Work instructions — Going through the entries below, copy out each line that contains "ShipmentReconciler".

Start of Information provided

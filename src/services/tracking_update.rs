use chrono::{DateTime, Utc};
use futures::future::join_all;
use sea_orm::{ColumnTrait, EntityTrait, QueryFilter, QueryOrder, QuerySelect, RelationTrait};
use serde::{Deserialize, Serialize};
use std::collections::{HashMap, HashSet};
use std::sync::Arc;
use tracing::{error, info, instrument, warn};
use utoipa::ToSchema;
use uuid::Uuid;

use crate::carriers::{CarrierCode, CarrierRegistry};
use crate::db::DbPool;
use crate::errors::ServiceError;
use crate::models::{order, shipment, OrderStatus, ShipmentStatus};
use crate::services::reconciler::{ReconcileOutcome, ShipmentReconciler, TrackingUpdate};
use crate::webhooks::InboundTrackingUpdate;

#[derive(Debug, Default, Clone, PartialEq, Eq, Serialize, ToSchema)]
pub struct SweepReport {
    pub checked: usize,
    pub updated: usize,
    pub unchanged: usize,
    pub failed: usize,
}

#[derive(Debug, Clone, Copy, PartialEq, Eq, Serialize, Deserialize, ToSchema)]
#[serde(rename_all = "snake_case")]
pub enum BulkItemStatus {
    Updated,
    Unchanged,
    Skipped,
    Failed,
}

#[derive(Debug, Clone, PartialEq, Eq, Serialize, ToSchema)]
#[serde(rename_all = "camelCase")]
pub struct BulkUpdateDetail {
    pub shipment_id: Uuid,
    pub status: BulkItemStatus,
    #[serde(skip_serializing_if = "Option::is_none")]
    pub old_status: Option<ShipmentStatus>,
    #[serde(skip_serializing_if = "Option::is_none")]
    pub new_status: Option<ShipmentStatus>,
    #[serde(skip_serializing_if = "Option::is_none")]
    pub reason: Option<String>,
    #[serde(skip_serializing_if = "Option::is_none")]
    pub error: Option<String>,
}

impl BulkUpdateDetail {
    fn new(shipment_id: Uuid, status: BulkItemStatus) -> Self {
        Self {
            shipment_id,
            status,
            old_status: None,
            new_status: None,
            reason: None,
            error: None,
        }
    }

    fn failed(shipment_id: Uuid, error: impl Into<String>) -> Self {
        Self {
            error: Some(error.into()),
            ..Self::new(shipment_id, BulkItemStatus::Failed)
        }
    }

    fn skipped(shipment_id: Uuid, reason: impl Into<String>) -> Self {
        Self {
            reason: Some(reason.into()),
            ..Self::new(shipment_id, BulkItemStatus::Skipped)
        }
    }

    fn from_outcome(shipment_id: Uuid, outcome: ReconcileOutcome) -> Self {
        match outcome {
            ReconcileOutcome::Transitioned { from, to, .. } => Self {
                old_status: Some(from),
                new_status: Some(to),
                ..Self::new(shipment_id, BulkItemStatus::Updated)
            },
            ReconcileOutcome::Unchanged { status } => Self {
                old_status: Some(status),
                new_status: Some(status),
                ..Self::new(shipment_id, BulkItemStatus::Unchanged)
            },
            ReconcileOutcome::AlreadyTerminal { status } => {
                Self::skipped(shipment_id, terminal_reason(status))
            }
            ReconcileOutcome::Rejected { from, to } => Self {
                old_status: Some(from),
                reason: Some(format!("Carrier reported {to} after {from}")),
                ..Self::new(shipment_id, BulkItemStatus::Skipped)
            },
            ReconcileOutcome::Unrecognized { raw } => Self {
                reason: Some(format!("Unrecognized carrier status: {raw}")),
                ..Self::new(shipment_id, BulkItemStatus::Unchanged)
            },
        }
    }
}

#[derive(Debug, Default, Clone, PartialEq, Eq, Serialize, ToSchema)]
pub struct BulkUpdateResult {
    pub total: usize,
    pub updated: usize,
    pub failed: usize,
    pub skipped: usize,
    pub details: Vec<BulkUpdateDetail>,
}

impl BulkUpdateResult {
    fn push(&mut self, detail: BulkUpdateDetail) {
        match detail.status {
            BulkItemStatus::Updated => self.updated += 1,
            BulkItemStatus::Failed => self.failed += 1,
            BulkItemStatus::Skipped => self.skipped += 1,
            BulkItemStatus::Unchanged => {}
        }
        self.details.push(detail);
    }
}

/// Result of a single admin refresh or an accepted webhook
#[derive(Debug, Clone, PartialEq, Eq, Serialize, ToSchema)]
#[serde(rename_all = "camelCase")]
pub struct TrackingRefresh {
    pub shipment_id: Uuid,
    pub tracking_number: String,
    pub outcome: ReconcileOutcome,
}

fn terminal_reason(status: ShipmentStatus) -> String {
    format!("Shipment already in terminal state: {status}")
}

/// Drives reconciliation from the three trigger sources
#[derive(Clone)]
pub struct TrackingUpdateService {
    db: Arc<DbPool>,
    carriers: Arc<CarrierRegistry>,
    reconciler: ShipmentReconciler,
    batch_size: u64,
}

impl TrackingUpdateService {
    pub fn new(
        db: Arc<DbPool>,
        carriers: Arc<CarrierRegistry>,
        reconciler: ShipmentReconciler,
        batch_size: u64,
    ) -> Self {
        Self {
            db,
            carriers,
            reconciler,
            batch_size: batch_size.max(1),
        }
    }

    async fn poll(&self, shipment: &shipment::Model) -> Result<ReconcileOutcome, ServiceError> {
        let code = CarrierCode::parse(&shipment.provider_id)?;
        let info = self.carriers.track(code, &shipment.tracking_number).await?;
        let update = TrackingUpdate::from_carrier(code, info);
        self.reconciler.reconcile(shipment.id, &update).await
    }

    /// One page of the shipments the periodic poll looks at: open shipments
    /// whose order is still open, in id order after `after`.
    pub async fn active_shipments(
        &self,
        after: Option<Uuid>,
    ) -> Result<Vec<shipment::Model>, ServiceError> {
        let mut query = shipment::Entity::find()
            .join(
                sea_orm::JoinType::InnerJoin,
                shipment::Relation::Order.def(),
            )
            .filter(shipment::Column::Status.is_not_in(ShipmentStatus::TERMINAL))
            .filter(order::Column::Status.is_not_in(OrderStatus::TERMINAL));
        if let Some(cursor) = after {
            query = query.filter(shipment::Column::Id.gt(cursor));
        }
        query
            .order_by_asc(shipment::Column::Id)
            .limit(self.batch_size)
            .all(&*self.db)
            .await
            .map_err(ServiceError::db_error)
    }

    /// Polls every active shipment, `batch_size` rows per page. A failing
    /// shipment never stops the sweep.
    #[instrument(skip(self))]
    pub async fn sweep(&self, now: DateTime<Utc>) -> Result<SweepReport, ServiceError> {
        let mut report = SweepReport::default();
        let mut cursor = None;

        loop {
            let page = self.active_shipments(cursor).await?;
            let Some(last) = page.last() else { break };
            cursor = Some(last.id);

            for shipment in &page {
                report.checked += 1;
                match self.poll(shipment).await {
                    Ok(outcome) if outcome.is_transition() => report.updated += 1,
                    Ok(_) => report.unchanged += 1,
                    Err(err) => {
                        report.failed += 1;
                        metrics::counter!(
                            "tracking.poll_failures",
                            1,
                            "provider" => shipment.provider_id.clone()
                        );
                        error!(
                            shipment_id = %shipment.id,
                            provider = %shipment.provider_id,
                            tracking_number = %shipment.tracking_number,
                            error = %err,
                            "tracking poll failed"
                        );
                    }
                }
            }

            if (page.len() as u64) < self.batch_size {
                break;
            }
        }

        info!(
            started_at = %now,
            checked = report.checked,
            updated = report.updated,
            failed = report.failed,
            "tracking sweep finished"
        );
        Ok(report)
    }

    /// Refreshes a list of shipments concurrently. Each id gets one detail row.
    #[instrument(skip(self, shipment_ids), fields(count = shipment_ids.len()))]
    pub async fn bulk_update(
        &self,
        shipment_ids: &[Uuid],
    ) -> Result<BulkUpdateResult, ServiceError> {
        let mut seen = HashSet::new();
        let ids: Vec<Uuid> = shipment_ids
            .iter()
            .copied()
            .filter(|id| seen.insert(*id))
            .collect();

        let mut found: HashMap<Uuid, shipment::Model> = shipment::Entity::find()
            .filter(shipment::Column::Id.is_in(ids.clone()))
            .all(&*self.db)
            .await
            .map_err(ServiceError::db_error)?
            .into_iter()
            .map(|s| (s.id, s))
            .collect();

        let mut result = BulkUpdateResult {
            total: ids.len(),
            ..Default::default()
        };
        let mut pending = Vec::new();
        for id in &ids {
            match found.remove(id) {
                None => result.push(BulkUpdateDetail::failed(*id, "Shipment not found")),
                Some(s) if s.is_terminal() => {
                    result.push(BulkUpdateDetail::skipped(*id, terminal_reason(s.status)))
                }
                Some(s) => pending.push(s),
            }
        }

        let outcomes = join_all(pending.iter().map(|s| async move {
            match self.poll(s).await {
                Ok(outcome) => BulkUpdateDetail::from_outcome(s.id, outcome),
                Err(err) => {
                    warn!(shipment_id = %s.id, error = %err, "bulk tracking update failed");
                    BulkUpdateDetail::failed(s.id, err.response_message())
                }
            }
        }))
        .await;
        for detail in outcomes {
            result.push(detail);
        }

        info!(
            total = result.total,
            updated = result.updated,
            failed = result.failed,
            skipped = result.skipped,
            "bulk tracking update finished"
        );
        Ok(result)
    }

    /// Admin refresh of one shipment. Carrier failures are surfaced.
    #[instrument(skip(self))]
    pub async fn update_single(&self, shipment_id: Uuid) -> Result<TrackingRefresh, ServiceError> {
        let shipment = shipment::Entity::find_by_id(shipment_id)
            .one(&*self.db)
            .await
            .map_err(ServiceError::db_error)?
            .ok_or_else(|| ServiceError::NotFound("Shipment not found".to_string()))?;

        if shipment.is_terminal() {
            return Err(ServiceError::Conflict(terminal_reason(shipment.status)));
        }

        let outcome = self.poll(&shipment).await?;
        Ok(TrackingRefresh {
            shipment_id: shipment.id,
            tracking_number: shipment.tracking_number,
            outcome,
        })
    }

    /// Applies a verified carrier push
    #[instrument(skip(self, push), fields(tracking_number = %push.tracking_number))]
    pub async fn handle_webhook(
        &self,
        provider: CarrierCode,
        push: InboundTrackingUpdate,
    ) -> Result<TrackingRefresh, ServiceError> {
        let shipment = shipment::Entity::find()
            .filter(shipment::Column::ProviderId.eq(provider.as_ref()))
            .filter(shipment::Column::TrackingNumber.eq(push.tracking_number.as_str()))
            .one(&*self.db)
            .await
            .map_err(ServiceError::db_error)?
            .ok_or_else(|| {
                ServiceError::NotFound(format!(
                    "Shipment with tracking number {} not found",
                    push.tracking_number
                ))
            })?;

        let update = TrackingUpdate::from_webhook(provider, push);
        let outcome = self.reconciler.reconcile(shipment.id, &update).await?;
        Ok(TrackingRefresh {
            shipment_id: shipment.id,
            tracking_number: shipment.tracking_number,
            outcome,
        })
    }
}

#[cfg(test)]
mod tests {
    use super::*;

    #[test]
    fn bulk_result_counts_by_status() {
        let mut result = BulkUpdateResult {
            total: 4,
            ..Default::default()
        };
        let id = Uuid::new_v4();
        result.push(BulkUpdateDetail::failed(id, "Shipment not found"));
        result.push(BulkUpdateDetail::skipped(id, "done"));
        result.push(BulkUpdateDetail::from_outcome(
            id,
            ReconcileOutcome::Transitioned {
                from: ShipmentStatus::Processing,
                to: ShipmentStatus::Shipped,
                order_status: None,
                notified: false,
            },
        ));
        result.push(BulkUpdateDetail::from_outcome(
            id,
            ReconcileOutcome::Unchanged {
                status: ShipmentStatus::Shipped,
            },
        ));
        assert_eq!((result.updated, result.failed, result.skipped), (1, 1, 1));
        assert_eq!(result.details.len(), 4);
    }

    #[test]
    fn detail_serializes_camel_case_and_omits_empty_fields() {
        let detail = BulkUpdateDetail::from_outcome(
            Uuid::nil(),
            ReconcileOutcome::Transitioned {
                from: ShipmentStatus::Pending,
                to: ShipmentStatus::Processing,
                order_status: None,
                notified: false,
            },
        );
        let value = serde_json::to_value(&detail).unwrap();
        assert_eq!(value["status"], "updated");
        assert_eq!(value["oldStatus"], "pending");
        assert_eq!(value["newStatus"], "processing");
        assert!(value.get("error").is_none());
        assert!(value.get("shipmentId").is_some());
    }
}
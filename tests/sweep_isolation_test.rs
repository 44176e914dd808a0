mod common;

use chrono::{Duration, Utc};
use sea_orm::{ActiveModelTrait, ConnectionTrait, EntityTrait, Set};
use serde_json::json;
use shipment_tracking::models::{shipment, webhook_retry, OrderStatus, ShipmentStatus};
use uuid::Uuid;
use wiremock::matchers::{method, path};
use wiremock::{Mock, MockServer, ResponseTemplate};

use common::{TestApp, SCRIPTED};

async fn overdue(app: &TestApp, tracking_number: &str) -> shipment::Model {
    let seeded = app
        .seed_shipment(
            SCRIPTED,
            tracking_number,
            ShipmentStatus::Processing,
            OrderStatus::Processing,
        )
        .await;
    let mut active: shipment::ActiveModel = seeded.into();
    active.estimated_delivery_date = Set(Some(Utc::now() - Duration::days(2)));
    active.update(app.db()).await.unwrap()
}

#[tokio::test]
async fn delay_sweep_continues_past_a_failed_insert() {
    let app = TestApp::new().await;
    let broken = overdue(&app, "OV-DL-1").await;
    let healthy = overdue(&app, "OV-DL-2").await;

    app.db()
        .execute_unprepared(
            "CREATE TRIGGER reject_issue BEFORE INSERT ON shipment_issues \
             WHEN (SELECT tracking_number FROM shipments WHERE id = NEW.shipment_id) = 'OV-DL-1' \
             BEGIN SELECT RAISE(ABORT, 'issue storage offline'); END;",
        )
        .await
        .unwrap();

    let report = app.state.services.delays.sweep(Utc::now()).await.unwrap();
    assert_eq!(report.overdue, 2);
    assert_eq!(report.flagged, 1);
    assert_eq!(report.failed, 1);
    assert_eq!(report.notified, 1);

    let sent = app.emails.sent();
    assert_eq!(sent.len(), 1);
    assert_eq!(sent[0].data["trackingNumber"], healthy.tracking_number);

    app.db()
        .execute_unprepared("DROP TRIGGER reject_issue;")
        .await
        .unwrap();

    // The skipped shipment is picked up on the next run
    let next = app.state.services.delays.sweep(Utc::now()).await.unwrap();
    assert_eq!(next.flagged, 1);
    assert_eq!(next.failed, 0);
    let sent = app.emails.sent();
    assert_eq!(sent[1].data["trackingNumber"], broken.tracking_number);
}

#[tokio::test]
async fn retry_queue_continues_past_a_row_it_cannot_update() {
    let server = MockServer::start().await;
    Mock::given(method("POST"))
        .respond_with(ResponseTemplate::new(500))
        .expect(2)
        .mount(&server)
        .await;
    let app = TestApp::new().await;
    let queue = &app.state.services.webhook_retries;

    let t0 = Utc::now();
    let payload = json!({ "event": "shipment.status_changed", "data": {} });
    let stuck = queue
        .enqueue(
            &format!("{}/stuck", server.uri()),
            &payload,
            "HTTP error! status: 500",
            t0,
        )
        .await
        .unwrap();
    let flaky = queue
        .enqueue(
            &format!("{}/flaky", server.uri()),
            &payload,
            "HTTP error! status: 500",
            t0 + Duration::seconds(1),
        )
        .await
        .unwrap();

    app.db()
        .execute_unprepared(
            "CREATE TRIGGER pin_retry BEFORE UPDATE ON webhook_retries \
             WHEN OLD.endpoint LIKE '%/stuck' \
             BEGIN SELECT RAISE(ABORT, 'retry table is read-only'); END;",
        )
        .await
        .unwrap();

    let report = queue
        .process_due(t0 + Duration::minutes(6))
        .await
        .expect("one bad row does not fail the run");
    assert_eq!(report.attempted, 2);
    assert_eq!(report.failed, 1);
    assert_eq!(report.rescheduled, 1);

    let stuck_row = webhook_retry::Entity::find_by_id(stuck)
        .one(app.db())
        .await
        .unwrap()
        .unwrap();
    assert_eq!(stuck_row.attempts, 1);
    let flaky_row = webhook_retry::Entity::find_by_id(flaky)
        .one(app.db())
        .await
        .unwrap()
        .unwrap();
    assert_eq!(flaky_row.attempts, 2);
}

#[tokio::test]
async fn unreadable_stored_payload_is_dropped_unsent() {
    let server = MockServer::start().await;
    Mock::given(method("POST"))
        .and(path("/corrupt"))
        .respond_with(ResponseTemplate::new(204))
        .expect(0)
        .mount(&server)
        .await;
    Mock::given(method("POST"))
        .and(path("/hook"))
        .respond_with(ResponseTemplate::new(204))
        .expect(1)
        .mount(&server)
        .await;
    let app = TestApp::new().await;
    let queue = &app.state.services.webhook_retries;

    let t0 = Utc::now();
    let corrupt = Uuid::new_v4();
    webhook_retry::ActiveModel {
        id: Set(corrupt),
        endpoint: Set(format!("{}/corrupt", server.uri())),
        payload: Set("{\"event\": \"shipment.status_chan".to_string()),
        attempts: Set(1),
        max_attempts: Set(5),
        next_retry: Set(t0),
        last_error: Set(Some("HTTP error! status: 502".to_string())),
        created_at: Set(t0),
    }
    .insert(app.db())
    .await
    .unwrap();
    queue
        .enqueue(
            &format!("{}/hook", server.uri()),
            &json!({ "event": "shipment.status_changed" }),
            "HTTP error! status: 502",
            t0,
        )
        .await
        .unwrap();

    let report = queue.process_due(t0 + Duration::minutes(6)).await.unwrap();
    assert_eq!(report.attempted, 2);
    assert_eq!(report.dropped, 1);
    assert_eq!(report.delivered, 1);
    assert!(webhook_retry::Entity::find()
        .all(app.db())
        .await
        .unwrap()
        .is_empty());
}
use chrono::{DateTime, Utc};
use sea_orm::{ActiveModelTrait, ColumnTrait, EntityTrait, QueryFilter, QuerySelect, Set};
use serde::Serialize;
use std::collections::HashSet;
use std::sync::Arc;
use tracing::{error, info, instrument, warn};
use utoipa::ToSchema;
use uuid::Uuid;

use crate::db::DbPool;
use crate::errors::ServiceError;
use crate::models::shipment_issue::{self, ISSUE_TYPE_DELAY};
use crate::models::{shipment, ShipmentStatus};
use crate::notifications::NotificationDispatcher;

pub const DELAY_DESCRIPTION: &str = "Delivery is delayed beyond estimated delivery date";

#[derive(Debug, Default, Clone, PartialEq, Eq, Serialize, ToSchema)]
pub struct DelayReport {
    pub overdue: usize,
    pub flagged: usize,
    pub notified: usize,
    /// Shipments whose issue could not be recorded
    pub failed: usize,
}

/// Flags shipments that missed their estimated delivery date
#[derive(Clone)]
pub struct DelayDetector {
    db: Arc<DbPool>,
    notifications: NotificationDispatcher,
}

impl DelayDetector {
    pub fn new(db: Arc<DbPool>, notifications: NotificationDispatcher) -> Self {
        Self { db, notifications }
    }

    /// Opens one `delay` issue per overdue shipment and tells the customer.
    /// Shipments that already have an unresolved delay issue are skipped.
    /// A shipment whose issue cannot be stored is counted as failed and the
    /// sweep moves on.
    #[instrument(skip(self))]
    pub async fn sweep(&self, now: DateTime<Utc>) -> Result<DelayReport, ServiceError> {
        let db = &*self.db;
        let overdue = shipment::Entity::find()
            .filter(shipment::Column::Status.is_not_in(ShipmentStatus::TERMINAL))
            .filter(shipment::Column::EstimatedDeliveryDate.lt(now))
            .all(db)
            .await
            .map_err(ServiceError::db_error)?;

        let mut report = DelayReport {
            overdue: overdue.len(),
            ..Default::default()
        };
        if overdue.is_empty() {
            return Ok(report);
        }

        let already_flagged: HashSet<Uuid> = shipment_issue::Entity::find()
            .select_only()
            .column(shipment_issue::Column::ShipmentId)
            .filter(shipment_issue::Column::IssueType.eq(ISSUE_TYPE_DELAY))
            .filter(shipment_issue::Column::ResolvedAt.is_null())
            .filter(shipment_issue::Column::ShipmentId.is_in(overdue.iter().map(|s| s.id)))
            .into_tuple::<Uuid>()
            .all(db)
            .await
            .map_err(ServiceError::db_error)?
            .into_iter()
            .collect();

        for shipment in overdue
            .into_iter()
            .filter(|s| !already_flagged.contains(&s.id))
        {
            if let Err(err) = self.open_delay_issue(&shipment, now).await {
                report.failed += 1;
                error!(
                    shipment_id = %shipment.id,
                    error = %err,
                    "could not record delay issue"
                );
                continue;
            }
            report.flagged += 1;
            metrics::counter!("shipments.delayed", 1, "provider" => shipment.provider_id.clone());

            match self
                .notifications
                .shipment_delayed(shipment.order_id, Some(shipment.tracking_number.clone()))
                .await
            {
                Ok(()) => report.notified += 1,
                Err(err) => warn!(
                    shipment_id = %shipment.id,
                    error = %err,
                    "delay notification failed"
                ),
            }
        }

        if report.flagged > 0 || report.failed > 0 {
            info!(
                flagged = report.flagged,
                notified = report.notified,
                failed = report.failed,
                "delayed shipments flagged"
            );
        }
        Ok(report)
    }

    async fn open_delay_issue(
        &self,
        shipment: &shipment::Model,
        now: DateTime<Utc>,
    ) -> Result<(), ServiceError> {
        shipment_issue::ActiveModel {
            id: Set(Uuid::new_v4()),
            shipment_id: Set(shipment.id),
            issue_type: Set(ISSUE_TYPE_DELAY.to_string()),
            description: Set(DELAY_DESCRIPTION.to_string()),
            created_at: Set(now),
            resolved_at: Set(None),
            resolution: Set(None),
        }
        .insert(&*self.db)
        .await
        .map_err(ServiceError::db_error)?;
        Ok(())
    }

    /// Closes an issue with an admin-supplied resolution
    #[instrument(skip(self, resolution))]
    pub async fn resolve_issue(
        &self,
        issue_id: Uuid,
        resolution: &str,
    ) -> Result<shipment_issue::Model, ServiceError> {
        let resolution = resolution.trim();
        if resolution.is_empty() {
            return Err(ServiceError::ValidationError(
                "resolution must not be empty".to_string(),
            ));
        }

        let db = &*self.db;
        let issue = shipment_issue::Entity::find_by_id(issue_id)
            .one(db)
            .await
            .map_err(ServiceError::db_error)?
            .ok_or_else(|| ServiceError::NotFound(format!("Issue {issue_id} not found")))?;

        if !issue.is_open() {
            return Err(ServiceError::Conflict(format!(
                "Issue {issue_id} is already resolved"
            )));
        }

        let mut active: shipment_issue::ActiveModel = issue.into();
        active.resolved_at = Set(Some(Utc::now()));
        active.resolution = Set(Some(resolution.to_string()));
        let issue = active.update(db).await.map_err(ServiceError::db_error)?;

        info!(issue_id = %issue.id, shipment_id = %issue.shipment_id, "shipment issue resolved");
        Ok(issue)
    }
}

End of Information provided

Task response —
use crate::services::reconciler::{ReconcileOutcome, ShipmentReconciler, TrackingUpdate};
    reconciler: ShipmentReconciler,
        reconciler: ShipmentReconciler,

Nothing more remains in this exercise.